STF HC 264890 ED
TRIBUTÁRIOEMBARGOS DE DECLARAÇÃO RECEBIDOS COMO AGRAVO REGIMENTAL EM HABEAS CORPUS. PEDIDO SUCEDÂNEO DE REVISÃO CRIMINAL. DOSIMETRIA DA PENA. AUSÊNCIA DE ILEGALIDADE.
I. CASO EM EXAME
1. Paciente condenada à pena de 10 anos, 10 meses e 20 dias de reclusão, em regime fechado, pela prática dos crimes de tráfico de drogas e de associação para o tráfico (arts. 33 e 35, c/c art. 40, V, da Lei 11.343/2006).
II. QUESTÃO EM DISCUSSÃO
2. Impetração na qual se busca a revisão da pena.
III. RAZÕES DE DECIDIR
3. Este SUPREMO TRIBUNAL FEDERAL não tem admitido a utilização de Habeas Corpus como sucedâneo de Revisão Criminal (HC 260047 AgR-segundo, Rel. Min. FLÁVIO DINO, Primeira Turma, DJe de 22/9/2025; HC 260052 AgR, Rel. Min. DIAS TOFFOLI, Segunda Turma, DJe de 16/9/2025).

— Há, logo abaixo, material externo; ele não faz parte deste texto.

//! Single-event driver: one serverless invocation, one Telegram update.

use std::sync::Arc;

use teloxide::types::Update;

use cpb_core::{
    config::Config,
    errors::Error,
    event::{InvocationEvent, InvocationResponse},
    router::HandlerOutcome,
    Result,
};
use cpb_github::GithubInviter;

use crate::{build_bot, handlers, router::AppState};

/// Process one raw invocation event.
///
/// Never fails: every error collapses into the 500 "Failure" response and is
/// only logged.
pub async fn process_event(cfg: Arc<Config>, raw_event: &str) -> InvocationResponse {
    InvocationResponse::from_result(try_process_event(cfg, raw_event).await)
}

async fn try_process_event(cfg: Arc<Config>, raw_event: &str) -> Result<HandlerOutcome> {
    let event = InvocationEvent::parse(raw_event)?;
    let update: Update = serde_json::from_str(&event.body)
        .map_err(|e| Error::InvalidEvent(format!("update: {e}")))?;

    // Fresh router per invocation.
    let inviter = Arc::new(GithubInviter::new(&cfg)?);
    let bot = build_bot(&cfg)?;
    let state = AppState::new(&cfg, bot, inviter);

    tracing::debug!(update_id = update.id, "processing update");
    Ok(handlers::process_update(&state, update).await)
}
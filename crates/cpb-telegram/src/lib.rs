//! Telegram adapter (teloxide).
//!
//! This crate implements the `cpb-core` MessagingPort over the Telegram Bot API
//! and drives the command router from either a long-poll dispatcher or a
//! single serverless event.

use async_trait::async_trait;

use teloxide::{prelude::*, types::ParseMode};

use tokio::time::sleep;

pub mod handlers;
pub mod lambda;
pub mod router;

use cpb_core::{
    config::Config,
    domain::{ChatId, MessageId, MessageRef},
    errors::Error,
    messaging::{port::MessagingPort, types::TextFormat},
    Result,
};

/// Bot client for the configured token, honoring a `TG_API_URL` override.
pub fn build_bot(cfg: &Config) -> Result<Bot> {
    let bot = Bot::new(cfg.telegram_bot_token.clone());
    let Some(api_url) = cfg.telegram_api_url.as_deref() else {
        return Ok(bot);
    };
    let url = reqwest::Url::parse(api_url)
        .map_err(|e| Error::Config(format!("TG_API_URL is not a valid URL: {e}")))?;
    Ok(bot.set_api_url(url))
}

#[derive(Clone)]
pub struct TelegramMessenger {
    bot: Bot,
}

impl TelegramMessenger {
    pub fn new(bot: Bot) -> Self {
        Self { bot }
    }

    fn tg_chat(chat_id: ChatId) -> teloxide::types::ChatId {
        teloxide::types::ChatId(chat_id.0)
    }

    fn map_err(e: teloxide::RequestError) -> Error {
        Error::External(format!("telegram error: {e}"))
    }

    /// Honors one flood-control `RetryAfter`; every other error is returned as-is.
    async fn with_retry<T, Fut>(&self, mut op: impl FnMut() -> Fut) -> Result<T>
    where
        Fut: std::future::IntoFuture<Output = std::result::Result<T, teloxide::RequestError>>,
        Fut::IntoFuture: Send,
    {
        const MAX_RETRIES: usize = 1;
        let mut attempts = 0usize;
        loop {
            match op().await {
                Ok(v) => return Ok(v),
                Err(e) => match e {
                    teloxide::RequestError::RetryAfter(d) if attempts < MAX_RETRIES => {
                        attempts += 1;
                        sleep(d).await;
                        continue;
                    }
                    other => return Err(Self::map_err(other)),
                },
            }
        }
    }
}

#[async_trait]
impl MessagingPort for TelegramMessenger {
    async fn send_text(
        &self,
        chat_id: ChatId,
        text: &str,
        format: TextFormat,
    ) -> Result<MessageRef> {
        let msg = self
            .with_retry(|| {
                let req = self.bot.send_message(Self::tg_chat(chat_id), text.to_string());
                match format {
                    TextFormat::Plain => req,
                    TextFormat::MarkdownV2 => req.parse_mode(ParseMode::MarkdownV2),
                }
            })
            .await?;

        Ok(MessageRef {
            chat_id,
            message_id: MessageId(msg.id.0),
        })
    }
}
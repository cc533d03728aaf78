use std::sync::Arc;

use cpb_core::config::Config;
use cpb_github::GithubInviter;

#[tokio::main]
async fn main() -> anyhow::Result<()> {
    cpb_core::logging::init("cpb")?;

    let cfg = Arc::new(Config::load()?);
    tracing::debug!(?cfg, "configuration loaded");

    let inviter = Arc::new(GithubInviter::new(&cfg)?);

    cpb_telegram::router::run_polling(cfg, inviter)
        .await
        .map_err(|e| anyhow::anyhow!("telegram bot failed: {e}"))?;

    Ok(())
}
/// Telegram user id (numeric).
#[derive(Clone, Copy, Debug, PartialEq, Eq, Hash)]
pub struct UserId(pub i64);

/// Telegram chat id (numeric).
#[derive(Clone, Copy, Debug, PartialEq, Eq, Hash)]
pub struct ChatId(pub i64);

/// Telegram message id (numeric).
#[derive(Clone, Copy, Debug, PartialEq, Eq, Hash)]
pub struct MessageId(pub i32);

/// A stable reference to a sent message.
#[derive(Clone, Copy, Debug, PartialEq, Eq, Hash)]
pub struct MessageRef {
    pub chat_id: ChatId,
    pub message_id: MessageId,
}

4. Além disso, a dosimetria da pena está ligada ao mérito da ação penal, ao juízo que é realizado pelo Magistrado sentenciante após a análise do acervo probatório amealhado ao longo da instrução criminal. Daí ser inviável, na via estreita do Habeas Corpus, reavaliar os elementos de convicção, a fim de se redimensionar a sanção. O que está autorizado, segundo reiterada jurisprudência desta CORTE, é apenas o controle da legalidade dos critérios invocados, com a correção de eventuais arbitrariedades, não verificadas na espécie.
IV. DISPOSITIVO
5. Embargos de Declaração recebidos como Agravo Regimental, ao qual se nega provimento.